## Description of the task
Look below for the line holding "complete until cancelled." and the line holding "let mut hanging". Transcribe exactly those lines and all lines between them, nothing more.

::: Input data :::

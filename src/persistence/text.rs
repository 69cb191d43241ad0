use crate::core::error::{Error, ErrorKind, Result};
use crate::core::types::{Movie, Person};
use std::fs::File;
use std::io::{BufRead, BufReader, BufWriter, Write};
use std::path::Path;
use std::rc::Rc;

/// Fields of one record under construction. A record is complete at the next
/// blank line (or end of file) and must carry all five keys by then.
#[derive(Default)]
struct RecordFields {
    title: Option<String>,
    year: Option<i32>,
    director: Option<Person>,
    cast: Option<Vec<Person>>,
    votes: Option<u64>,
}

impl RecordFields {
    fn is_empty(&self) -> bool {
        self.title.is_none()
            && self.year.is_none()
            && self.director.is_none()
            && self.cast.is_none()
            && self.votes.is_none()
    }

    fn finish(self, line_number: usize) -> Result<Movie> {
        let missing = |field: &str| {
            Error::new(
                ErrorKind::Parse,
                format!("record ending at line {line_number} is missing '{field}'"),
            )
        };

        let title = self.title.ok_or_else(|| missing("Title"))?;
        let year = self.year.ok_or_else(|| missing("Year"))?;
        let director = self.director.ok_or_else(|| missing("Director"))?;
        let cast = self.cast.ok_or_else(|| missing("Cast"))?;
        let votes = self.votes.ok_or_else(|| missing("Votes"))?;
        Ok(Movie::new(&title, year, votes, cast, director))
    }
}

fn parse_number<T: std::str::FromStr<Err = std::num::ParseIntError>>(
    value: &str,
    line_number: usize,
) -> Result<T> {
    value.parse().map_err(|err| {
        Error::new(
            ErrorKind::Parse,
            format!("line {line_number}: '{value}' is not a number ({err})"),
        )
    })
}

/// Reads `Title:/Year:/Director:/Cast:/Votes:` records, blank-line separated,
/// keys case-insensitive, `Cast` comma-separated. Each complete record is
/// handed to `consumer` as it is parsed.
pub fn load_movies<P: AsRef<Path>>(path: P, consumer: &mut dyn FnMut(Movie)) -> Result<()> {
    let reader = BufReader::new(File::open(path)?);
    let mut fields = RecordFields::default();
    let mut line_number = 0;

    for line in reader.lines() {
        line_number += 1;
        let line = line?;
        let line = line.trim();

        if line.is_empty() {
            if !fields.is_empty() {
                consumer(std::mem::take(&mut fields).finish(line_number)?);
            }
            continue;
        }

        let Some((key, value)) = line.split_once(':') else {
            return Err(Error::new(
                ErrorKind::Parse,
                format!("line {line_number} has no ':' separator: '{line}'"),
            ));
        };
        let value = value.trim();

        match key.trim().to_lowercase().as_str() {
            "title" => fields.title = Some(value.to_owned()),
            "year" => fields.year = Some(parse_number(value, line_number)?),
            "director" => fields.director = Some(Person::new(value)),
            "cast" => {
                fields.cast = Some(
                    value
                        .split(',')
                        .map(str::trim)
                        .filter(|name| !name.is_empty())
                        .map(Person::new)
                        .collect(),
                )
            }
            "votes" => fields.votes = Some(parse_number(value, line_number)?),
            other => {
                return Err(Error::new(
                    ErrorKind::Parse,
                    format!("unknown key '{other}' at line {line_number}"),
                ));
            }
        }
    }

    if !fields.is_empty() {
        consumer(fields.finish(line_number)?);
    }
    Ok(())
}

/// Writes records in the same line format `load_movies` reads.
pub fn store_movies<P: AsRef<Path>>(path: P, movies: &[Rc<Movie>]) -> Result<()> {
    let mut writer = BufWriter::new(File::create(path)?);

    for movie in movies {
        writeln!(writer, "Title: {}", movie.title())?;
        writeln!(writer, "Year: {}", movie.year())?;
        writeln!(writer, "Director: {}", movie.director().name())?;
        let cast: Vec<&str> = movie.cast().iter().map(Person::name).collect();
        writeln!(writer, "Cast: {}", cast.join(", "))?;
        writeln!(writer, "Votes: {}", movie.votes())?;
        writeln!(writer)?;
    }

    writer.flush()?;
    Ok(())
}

:::
::: Input data :::

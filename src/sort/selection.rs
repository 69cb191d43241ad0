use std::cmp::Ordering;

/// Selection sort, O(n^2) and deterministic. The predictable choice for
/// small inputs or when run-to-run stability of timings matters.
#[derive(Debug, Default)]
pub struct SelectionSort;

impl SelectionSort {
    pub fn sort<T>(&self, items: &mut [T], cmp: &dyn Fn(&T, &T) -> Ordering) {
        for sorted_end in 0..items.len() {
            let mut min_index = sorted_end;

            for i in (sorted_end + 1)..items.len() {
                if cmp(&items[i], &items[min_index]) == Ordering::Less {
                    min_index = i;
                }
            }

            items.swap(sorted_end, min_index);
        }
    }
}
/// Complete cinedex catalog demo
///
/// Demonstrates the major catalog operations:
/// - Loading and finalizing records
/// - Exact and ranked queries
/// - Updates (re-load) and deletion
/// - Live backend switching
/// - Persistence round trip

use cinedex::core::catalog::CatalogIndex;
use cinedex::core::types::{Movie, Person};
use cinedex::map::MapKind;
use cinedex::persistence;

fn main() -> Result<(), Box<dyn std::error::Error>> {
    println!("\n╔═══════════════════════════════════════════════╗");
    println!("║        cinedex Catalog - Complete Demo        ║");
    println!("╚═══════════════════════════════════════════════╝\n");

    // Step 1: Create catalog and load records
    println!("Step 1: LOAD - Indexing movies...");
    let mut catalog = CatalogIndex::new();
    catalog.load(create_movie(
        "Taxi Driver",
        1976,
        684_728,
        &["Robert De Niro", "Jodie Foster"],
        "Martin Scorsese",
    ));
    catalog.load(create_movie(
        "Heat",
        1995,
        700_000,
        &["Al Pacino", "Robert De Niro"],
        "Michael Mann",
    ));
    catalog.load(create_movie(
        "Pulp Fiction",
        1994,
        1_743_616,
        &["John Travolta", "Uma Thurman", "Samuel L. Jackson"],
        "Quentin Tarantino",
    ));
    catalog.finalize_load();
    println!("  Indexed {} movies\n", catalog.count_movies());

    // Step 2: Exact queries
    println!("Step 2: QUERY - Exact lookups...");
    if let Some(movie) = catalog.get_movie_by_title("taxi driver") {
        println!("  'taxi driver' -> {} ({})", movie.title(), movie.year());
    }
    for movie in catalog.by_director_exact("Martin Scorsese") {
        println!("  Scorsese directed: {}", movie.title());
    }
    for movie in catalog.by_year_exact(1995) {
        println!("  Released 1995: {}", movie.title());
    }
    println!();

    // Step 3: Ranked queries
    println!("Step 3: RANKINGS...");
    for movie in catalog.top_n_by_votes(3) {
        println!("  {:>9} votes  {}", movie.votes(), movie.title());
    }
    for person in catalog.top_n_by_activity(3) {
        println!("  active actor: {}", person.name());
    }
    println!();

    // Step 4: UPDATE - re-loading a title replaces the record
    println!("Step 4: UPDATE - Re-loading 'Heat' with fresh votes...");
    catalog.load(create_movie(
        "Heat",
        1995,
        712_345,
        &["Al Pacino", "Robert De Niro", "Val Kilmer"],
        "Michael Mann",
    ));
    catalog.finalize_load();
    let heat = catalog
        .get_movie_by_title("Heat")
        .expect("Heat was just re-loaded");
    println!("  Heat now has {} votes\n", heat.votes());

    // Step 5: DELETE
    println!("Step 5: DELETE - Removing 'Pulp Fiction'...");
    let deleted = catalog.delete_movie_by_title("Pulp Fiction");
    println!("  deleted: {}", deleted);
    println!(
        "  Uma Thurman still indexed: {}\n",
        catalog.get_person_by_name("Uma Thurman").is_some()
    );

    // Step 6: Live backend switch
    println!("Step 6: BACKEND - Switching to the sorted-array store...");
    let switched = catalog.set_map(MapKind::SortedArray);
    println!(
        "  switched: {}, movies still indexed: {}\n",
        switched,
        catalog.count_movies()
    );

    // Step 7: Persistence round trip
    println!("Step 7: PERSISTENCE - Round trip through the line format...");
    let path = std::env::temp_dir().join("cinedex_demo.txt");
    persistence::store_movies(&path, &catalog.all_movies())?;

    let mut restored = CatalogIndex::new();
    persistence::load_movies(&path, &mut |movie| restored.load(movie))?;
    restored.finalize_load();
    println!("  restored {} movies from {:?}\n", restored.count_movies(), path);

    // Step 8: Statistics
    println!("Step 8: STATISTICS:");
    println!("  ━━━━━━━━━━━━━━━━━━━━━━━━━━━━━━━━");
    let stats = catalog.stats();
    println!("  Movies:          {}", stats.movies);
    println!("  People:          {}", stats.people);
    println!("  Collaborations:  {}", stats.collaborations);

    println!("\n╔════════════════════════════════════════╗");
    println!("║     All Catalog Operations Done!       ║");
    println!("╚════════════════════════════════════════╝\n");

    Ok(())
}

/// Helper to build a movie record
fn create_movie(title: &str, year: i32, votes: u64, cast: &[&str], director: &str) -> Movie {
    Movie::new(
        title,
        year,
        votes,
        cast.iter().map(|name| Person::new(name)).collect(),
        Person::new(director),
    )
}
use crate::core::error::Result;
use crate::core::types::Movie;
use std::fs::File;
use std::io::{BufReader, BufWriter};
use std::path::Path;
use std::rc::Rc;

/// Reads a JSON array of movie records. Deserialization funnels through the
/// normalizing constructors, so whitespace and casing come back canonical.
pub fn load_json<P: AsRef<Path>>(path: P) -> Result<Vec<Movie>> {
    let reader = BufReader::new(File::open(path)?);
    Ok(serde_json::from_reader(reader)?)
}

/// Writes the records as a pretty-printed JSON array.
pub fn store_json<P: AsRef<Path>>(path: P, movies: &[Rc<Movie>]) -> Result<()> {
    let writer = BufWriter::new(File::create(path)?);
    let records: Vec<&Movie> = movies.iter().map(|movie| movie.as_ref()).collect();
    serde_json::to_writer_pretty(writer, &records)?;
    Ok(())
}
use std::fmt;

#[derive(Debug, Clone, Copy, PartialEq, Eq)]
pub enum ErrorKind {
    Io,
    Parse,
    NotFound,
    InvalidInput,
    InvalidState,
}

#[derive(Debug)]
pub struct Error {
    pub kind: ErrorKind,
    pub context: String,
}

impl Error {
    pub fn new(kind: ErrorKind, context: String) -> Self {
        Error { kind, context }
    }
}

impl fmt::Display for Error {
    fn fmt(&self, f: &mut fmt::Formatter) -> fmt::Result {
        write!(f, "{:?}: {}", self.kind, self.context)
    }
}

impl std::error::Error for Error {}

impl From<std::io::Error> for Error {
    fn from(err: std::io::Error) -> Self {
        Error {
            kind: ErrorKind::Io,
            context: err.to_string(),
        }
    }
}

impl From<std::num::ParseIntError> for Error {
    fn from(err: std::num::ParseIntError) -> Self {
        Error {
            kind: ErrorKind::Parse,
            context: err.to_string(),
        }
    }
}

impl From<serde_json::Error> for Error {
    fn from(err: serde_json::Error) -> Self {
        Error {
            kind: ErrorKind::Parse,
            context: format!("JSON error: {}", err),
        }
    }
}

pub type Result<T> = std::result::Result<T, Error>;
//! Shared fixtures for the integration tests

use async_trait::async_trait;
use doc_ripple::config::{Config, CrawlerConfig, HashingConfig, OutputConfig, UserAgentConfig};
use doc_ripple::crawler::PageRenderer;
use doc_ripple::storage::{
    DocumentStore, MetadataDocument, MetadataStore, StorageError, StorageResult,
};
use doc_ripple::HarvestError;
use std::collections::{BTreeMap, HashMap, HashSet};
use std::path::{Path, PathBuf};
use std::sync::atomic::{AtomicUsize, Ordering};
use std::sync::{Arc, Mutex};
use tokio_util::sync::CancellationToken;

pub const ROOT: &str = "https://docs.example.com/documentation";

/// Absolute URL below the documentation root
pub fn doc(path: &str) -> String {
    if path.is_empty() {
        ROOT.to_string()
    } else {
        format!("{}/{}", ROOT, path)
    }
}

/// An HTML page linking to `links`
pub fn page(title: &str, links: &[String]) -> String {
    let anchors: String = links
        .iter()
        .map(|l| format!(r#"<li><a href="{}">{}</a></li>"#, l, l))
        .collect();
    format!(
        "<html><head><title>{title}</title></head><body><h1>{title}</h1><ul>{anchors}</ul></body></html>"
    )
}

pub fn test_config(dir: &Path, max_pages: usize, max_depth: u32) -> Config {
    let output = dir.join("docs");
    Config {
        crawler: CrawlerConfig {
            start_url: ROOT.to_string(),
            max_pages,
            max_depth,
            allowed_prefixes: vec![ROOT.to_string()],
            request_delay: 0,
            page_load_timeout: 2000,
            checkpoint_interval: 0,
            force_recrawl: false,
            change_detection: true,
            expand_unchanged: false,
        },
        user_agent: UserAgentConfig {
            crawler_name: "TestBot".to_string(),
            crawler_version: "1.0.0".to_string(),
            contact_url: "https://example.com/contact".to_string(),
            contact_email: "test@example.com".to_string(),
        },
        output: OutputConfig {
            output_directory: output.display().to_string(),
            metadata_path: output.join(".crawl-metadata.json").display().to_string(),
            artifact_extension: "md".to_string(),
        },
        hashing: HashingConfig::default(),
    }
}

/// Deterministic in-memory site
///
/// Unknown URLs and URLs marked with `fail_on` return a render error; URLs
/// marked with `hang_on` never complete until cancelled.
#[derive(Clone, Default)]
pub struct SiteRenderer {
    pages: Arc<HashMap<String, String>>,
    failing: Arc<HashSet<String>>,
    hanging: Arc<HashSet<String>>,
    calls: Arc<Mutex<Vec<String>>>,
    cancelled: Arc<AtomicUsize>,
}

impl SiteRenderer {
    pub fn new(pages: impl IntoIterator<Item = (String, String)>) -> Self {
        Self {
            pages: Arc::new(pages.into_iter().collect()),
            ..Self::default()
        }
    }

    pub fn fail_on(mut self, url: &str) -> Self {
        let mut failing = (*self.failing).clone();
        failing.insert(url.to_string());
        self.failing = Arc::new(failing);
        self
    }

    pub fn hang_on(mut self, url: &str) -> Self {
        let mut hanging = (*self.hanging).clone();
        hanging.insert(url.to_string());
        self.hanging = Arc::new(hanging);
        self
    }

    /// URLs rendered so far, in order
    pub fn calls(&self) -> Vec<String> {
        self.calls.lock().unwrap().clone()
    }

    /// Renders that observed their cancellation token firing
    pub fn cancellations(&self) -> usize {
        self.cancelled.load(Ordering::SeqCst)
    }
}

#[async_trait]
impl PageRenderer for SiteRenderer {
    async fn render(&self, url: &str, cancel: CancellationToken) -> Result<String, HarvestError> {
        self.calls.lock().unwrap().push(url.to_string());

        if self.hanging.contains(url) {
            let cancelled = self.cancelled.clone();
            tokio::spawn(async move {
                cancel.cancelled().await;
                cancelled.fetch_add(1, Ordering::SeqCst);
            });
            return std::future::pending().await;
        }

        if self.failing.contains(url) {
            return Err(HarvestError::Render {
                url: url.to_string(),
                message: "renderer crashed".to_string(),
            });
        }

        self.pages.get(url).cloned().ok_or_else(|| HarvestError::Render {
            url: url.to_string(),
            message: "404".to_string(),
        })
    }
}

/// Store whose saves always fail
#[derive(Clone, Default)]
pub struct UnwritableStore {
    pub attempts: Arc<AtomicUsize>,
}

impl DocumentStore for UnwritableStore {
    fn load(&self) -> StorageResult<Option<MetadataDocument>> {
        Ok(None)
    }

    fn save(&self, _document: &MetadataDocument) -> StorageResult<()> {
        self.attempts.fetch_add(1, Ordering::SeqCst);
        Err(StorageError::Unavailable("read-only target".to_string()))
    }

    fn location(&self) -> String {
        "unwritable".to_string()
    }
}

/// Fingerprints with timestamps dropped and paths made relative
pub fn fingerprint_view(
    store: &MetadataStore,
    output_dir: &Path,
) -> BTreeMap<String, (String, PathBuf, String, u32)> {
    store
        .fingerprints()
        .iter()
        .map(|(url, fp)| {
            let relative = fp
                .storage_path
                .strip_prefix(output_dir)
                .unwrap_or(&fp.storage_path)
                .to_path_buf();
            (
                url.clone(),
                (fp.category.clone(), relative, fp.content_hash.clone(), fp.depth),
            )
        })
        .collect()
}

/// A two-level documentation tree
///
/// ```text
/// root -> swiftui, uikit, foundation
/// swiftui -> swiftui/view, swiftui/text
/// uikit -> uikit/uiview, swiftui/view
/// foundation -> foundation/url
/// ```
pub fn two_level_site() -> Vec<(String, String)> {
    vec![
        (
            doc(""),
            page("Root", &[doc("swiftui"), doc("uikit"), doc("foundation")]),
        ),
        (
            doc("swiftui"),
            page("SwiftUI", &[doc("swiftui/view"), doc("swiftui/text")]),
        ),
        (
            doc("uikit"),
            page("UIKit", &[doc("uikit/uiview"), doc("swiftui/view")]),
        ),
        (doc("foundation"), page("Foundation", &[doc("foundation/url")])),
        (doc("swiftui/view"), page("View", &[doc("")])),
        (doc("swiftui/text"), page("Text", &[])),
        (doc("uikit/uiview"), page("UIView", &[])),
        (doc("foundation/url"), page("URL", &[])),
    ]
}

:::

## Written solution
/// marked with `hang_on` never complete until cancelled.
#[derive(Clone, Default)]
pub struct SiteRenderer {
    pages: Arc<HashMap<String, String>>,
    failing: Arc<HashSet<String>>,
    hanging: Arc<HashSet<String>>,
    calls: Arc<Mutex<Vec<String>>>,
    cancelled: Arc<AtomicUsize>,
}

impl SiteRenderer {
    pub fn new(pages: impl IntoIterator<Item = (String, String)>) -> Self {
        Self {
            pages: Arc::new(pages.into_iter().collect()),
            ..Self::default()
        }
    }

    pub fn fail_on(mut self, url: &str) -> Self {
        let mut failing = (*self.failing).clone();
        failing.insert(url.to_string());
        self.failing = Arc::new(failing);
        self
    }

    pub fn hang_on(mut self, url: &str) -> Self {
        let mut hanging = (*self.hanging).clone();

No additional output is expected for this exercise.